И, его вспоминая слова, я в затворничестве говорю: – Слова твои, Дима, сказаны – когда-то, совсем давно. Когда-то – была и дружба. И свет ее – жив поднесь. Приходит он временами – оттуда, из шестидесятых, приходит из семидесятых, приходит из восьмидесятых, и даже из девяностых приходит, упрям и смел. Что было – то было. С нами – бывало всякое. Помню о том, что вело, спасало, о том, что хранило – речь. Ночь. Я один. В окошке – осень. Совсем не такая, как в юности нашей.
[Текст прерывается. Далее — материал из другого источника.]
//! Read-only projections of a snapshot, one per client page.

use std::collections::HashSet;

use chrono::{DateTime, Duration, Utc};
use serde::Serialize;

use crate::models::{
    AiSuggestion, AppSnapshot, CalendarEvent, Document, Folder, Meeting, MeetingStatus, Message,
    Notification, OnboardingState, Priority, Project, Task, TaskStatus,
};

const DASHBOARD_HORIZON_DAYS: i64 = 7;
const DASHBOARD_MAX_MESSAGES: usize = 5;
const DASHBOARD_MAX_TASKS: usize = 8;
const DASHBOARD_MAX_SUGGESTIONS: usize = 3;

#[derive(Debug, Clone, Serialize)]
#[serde(rename_all = "camelCase")]
pub struct DashboardView {
    pub upcoming_events: Vec<CalendarEvent>,
    pub priority_messages: Vec<Message>,
    pub pending_tasks: Vec<Task>,
    pub active_suggestions: Vec<AiSuggestion>,
    pub conflicts: Vec<CalendarEvent>,
}

/// Widgets on the dashboard. Collection order is preserved; lists are truncated, not sorted.
pub fn dashboard(snapshot: &AppSnapshot, now: DateTime<Utc>) -> DashboardView {
    let horizon = now + Duration::days(DASHBOARD_HORIZON_DAYS);

    DashboardView {
        upcoming_events: snapshot
            .calendar
            .iter()
            .filter(|e| e.start <= horizon)
            .cloned()
            .collect(),
        priority_messages: snapshot
            .messages
            .iter()
            .filter(|m| m.priority == Priority::High && !m.is_read)
            .take(DASHBOARD_MAX_MESSAGES)
            .cloned()
            .collect(),
        pending_tasks: snapshot
            .tasks
            .iter()
            .filter(|t| t.status != TaskStatus::Done)
            .take(DASHBOARD_MAX_TASKS)
            .cloned()
            .collect(),
        active_suggestions: snapshot
            .suggestions
            .iter()
            .filter(|s| s.is_pending())
            .take(DASHBOARD_MAX_SUGGESTIONS)
            .cloned()
            .collect(),
        conflicts: snapshot
            .calendar
            .iter()
            .filter(|e| e.is_conflict == Some(true))
            .cloned()
            .collect(),
    }
}

#[derive(Debug, Clone, Serialize)]
#[serde(rename_all = "camelCase")]
pub struct ProjectOverview {
    pub project: Project,
    pub tasks: Vec<Task>,
    pub messages: Vec<Message>,
    pub meetings: Vec<Meeting>,
    pub documents: Vec<Document>,
}

/// Everything linked to one project, or `None` if the project does not exist.
pub fn project_overview(snapshot: &AppSnapshot, project_id: &str) -> Option<ProjectOverview> {
    let project = snapshot.projects.iter().find(|p| p.id == project_id)?;
    let in_project = |id: Option<&String>| id.map(String::as_str) == Some(project_id);

    Some(ProjectOverview {
        project: project.clone(),
        tasks: snapshot
            .tasks
            .iter()
            .filter(|t| t.project_id == project_id)
            .cloned()
            .collect(),
        messages: snapshot
            .messages
            .iter()
            .filter(|m| in_project(m.project_id.as_ref()))
            .cloned()
            .collect(),
        meetings: snapshot
            .meetings
            .iter()
            .filter(|m| in_project(m.project_id.as_ref()))
            .cloned()
            .collect(),
        documents: snapshot
            .documents
            .iter()
            .filter(|d| in_project(d.project_id.as_ref()))
            .cloned()
            .collect(),
    })
}

/// The project currently used as cross-page context.
pub fn current_project(snapshot: &AppSnapshot) -> Option<&Project> {
    let id = snapshot.current_project_id.as_deref()?;
    snapshot.projects.iter().find(|p| p.id == id)
}

#[derive(Debug, Clone, Serialize)]
#[serde(rename_all = "camelCase")]
pub struct ContextView {
    pub current_project_id: Option<String>,
    pub current_project: Option<Project>,
}

pub fn context(snapshot: &AppSnapshot) -> ContextView {
    ContextView {
        current_project_id: snapshot.current_project_id.clone(),
        current_project: current_project(snapshot).cloned(),
    }
}

#[derive(Debug, Clone, Serialize)]
#[serde(rename_all = "camelCase")]
pub struct FolderNode {
    #[serde(flatten)]
    pub folder: Folder,
    pub documents: Vec<Document>,
    pub subfolders: Vec<FolderNode>,
}

#[derive(Debug, Clone, Serialize)]
#[serde(rename_all = "camelCase")]
pub struct KnowledgeView {
    pub folders: Vec<FolderNode>,
    /// Documents outside any folder.
    pub unfiled: Vec<Document>,
    #[serde(skip_serializing_if = "Option::is_none")]
    pub results: Option<Vec<Document>>,
}

/// Folder tree from the root folders down, plus optional search results.
///
/// Folders only reachable through a parent cycle never appear under a root,
/// and a cycle below a root is cut at the first revisit.
pub fn knowledge(snapshot: &AppSnapshot, search: Option<&str>) -> KnowledgeView {
    let mut visited = HashSet::new();
    let folders = snapshot
        .folders
        .iter()
        .filter(|f| f.parent_id.is_none())
        .filter_map(|f| folder_node(snapshot, f, &mut visited))
        .collect();

    let unfiled = snapshot
        .documents
        .iter()
        .filter(|d| d.folder_id.is_none())
        .cloned()
        .collect();

    let results = search
        .map(str::trim)
        .filter(|needle| !needle.is_empty())
        .map(|needle| {
            snapshot
                .documents
                .iter()
                .filter(|d| d.matches(needle))
                .cloned()
                .collect()
        });

    KnowledgeView {
        folders,
        unfiled,
        results,
    }
}

fn folder_node<'a>(
    snapshot: &'a AppSnapshot,
    folder: &'a Folder,
    visited: &mut HashSet<&'a str>,
) -> Option<FolderNode> {
    if !visited.insert(folder.id.as_str()) {
        return None;
    }

    let subfolders = snapshot
        .folders
        .iter()
        .filter(|f| f.parent_id.as_deref() == Some(folder.id.as_str()))
        .filter_map(|f| folder_node(snapshot, f, visited))
        .collect();

    Some(FolderNode {
        folder: folder.clone(),
        documents: snapshot
            .documents
            .iter()
            .filter(|d| d.folder_id.as_deref() == Some(folder.id.as_str()))
            .cloned()
            .collect(),
        subfolders,
    })
}

#[derive(Debug, Clone, Serialize)]
pub struct MeetingsView {
    pub upcoming: Vec<Meeting>,
    pub past: Vec<Meeting>,
}

pub fn meetings(snapshot: &AppSnapshot) -> MeetingsView {
    let with_status = |status: MeetingStatus| -> Vec<Meeting> {
        snapshot
            .meetings
            .iter()
            .filter(|m| m.status == status)
            .cloned()
            .collect()
    };

    MeetingsView {
        upcoming: with_status(MeetingStatus::Upcoming),
        past: with_status(MeetingStatus::Completed),
    }
}

#[derive(Debug, Clone, Serialize)]
#[serde(rename_all = "camelCase")]
pub struct NotificationInbox {
    pub unread_count: usize,
    pub unread: Vec<Notification>,
    pub read: Vec<Notification>,
}

pub fn notification_inbox(snapshot: &AppSnapshot) -> NotificationInbox {
    let (read, unread): (Vec<_>, Vec<_>) = snapshot
        .notifications
        .iter()
        .cloned()
        .partition(|n| n.is_read);

    NotificationInbox {
        unread_count: unread.len(),
        unread,
        read,
    }
}

/// Onboarding progress as the client sees it, with the avatar read from settings.
#[derive(Debug, Clone, Serialize)]
#[serde(rename_all = "camelCase")]
pub struct OnboardingView {
    #[serde(flatten)]
    pub state: OnboardingState,
    pub selected_avatar_id: String,
}

pub fn onboarding(snapshot: &AppSnapshot) -> OnboardingView {
    OnboardingView {
        state: snapshot.onboarding.clone(),
        selected_avatar_id: snapshot.selected_avatar_id().to_string(),
    }
}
И все же – осень надежд и щедрот. В доме тихо – и в мире тихо. В доме пусто – и в мире пусто. Потому что друзья – ушли. Нет их в мире – и нет их в доме. Не дождешься. Ушли. Исчезли. Так ли? Нет. Не исчезли вовсе. Живы – все. Ибо жив – и мир. Правда, если зовешь их – вряд ли дозовешься. Молчат. Но – смотрят: из своей глубины далекой, из легенды светлой своей, на меня. Ждут чего-то. Слова? Да, конечно. Слова – и только. Но – живого. О том, что было. О таком, что всегда – со мной. Да и с ними. А как иначе? Слово было – со всеми нами. Слово – есть. И оно сегодня – с нами вместе. Мы – с ним. И – в нем. Слово – слава. И слово – сила. Слово – право: о том, что было, говорить. Слово – кровью в жилы, чтобы ладить уметь с огнем.
Вспоминаю Диму Борисова – в шестьдесят четвертом, все той же прекрасной осенью наших дружб, общения нашего удивительного, когда ощущение славной плеяды росло и крепло во мне, – вспоминаю его в родительской квартире, просторной, светлой и чистой, где была у него своя комната, и дом на улице Жолтовского, солидный, стоящий несколько обособленно от прочих, осторонь от Садового кольца, неподалеку от Патриарших прудов, дом, перед которым росли деревья, от которого было рукой подать до сада «Аквариум», до метро «Маяковская», до одноименной площади с памятником поэту, месте тогдашних поэтических чтений, с рестораном «Пекин» и театром «Современник», – вспоминаю Диму – в его комнате, сосредоточенного, серьезного, поглядывающего из-под очков на гостей, не столь уж частых здесь, что-нибудь говорящего – разумеется, интересно, переполненного информацией, знающего так много, что казался он кладезем эрудиции, просветителем, да и только, – память его в самом деле вмещала многое – и охотнейшим образом он им делился с нами тогда, и включались мы в разговор, интересный для всех и полезный, – а потом возникала идея куда-нибудь переместиться, чтобы там продолжить общение, и звонили, и договаривались, и, собравшись поспешно, все вместе, выходили мы в осень, в сентябрь, и куда-то шли, разговаривая, и совсем не хотелось нам расставаться, и день сменялся гулким вечером, ночь надвигалась, надо было успеть на метро до закрытия, чтоб добраться домой, мы прощались, разъезжались, – но утром снова мы встречались – в университете, на занятиях, на «психодроме», шли пить кофе в «Националь», благо стоила чашка кофе копеек семь, ну а в «Марсе» и вовсе дешево – пять копеек, – ну а потом возникала опять идея всем собраться где-нибудь вместе, почитать стихи, да и выпить, и куда-то ехали мы, и в компании нашей Дима был, конечно, лидером, – впрочем, все мы были тогда полны молодой энергией, – так вот, непрерывно, спиралеобразно, вместе с осенью, вместе с дружбой, время шло – но его так много было – в сердце, в душе, для творчества, для учебы, для дружбы, для жизни, что, казалось, надолго хватит, как и света в былом сентябре.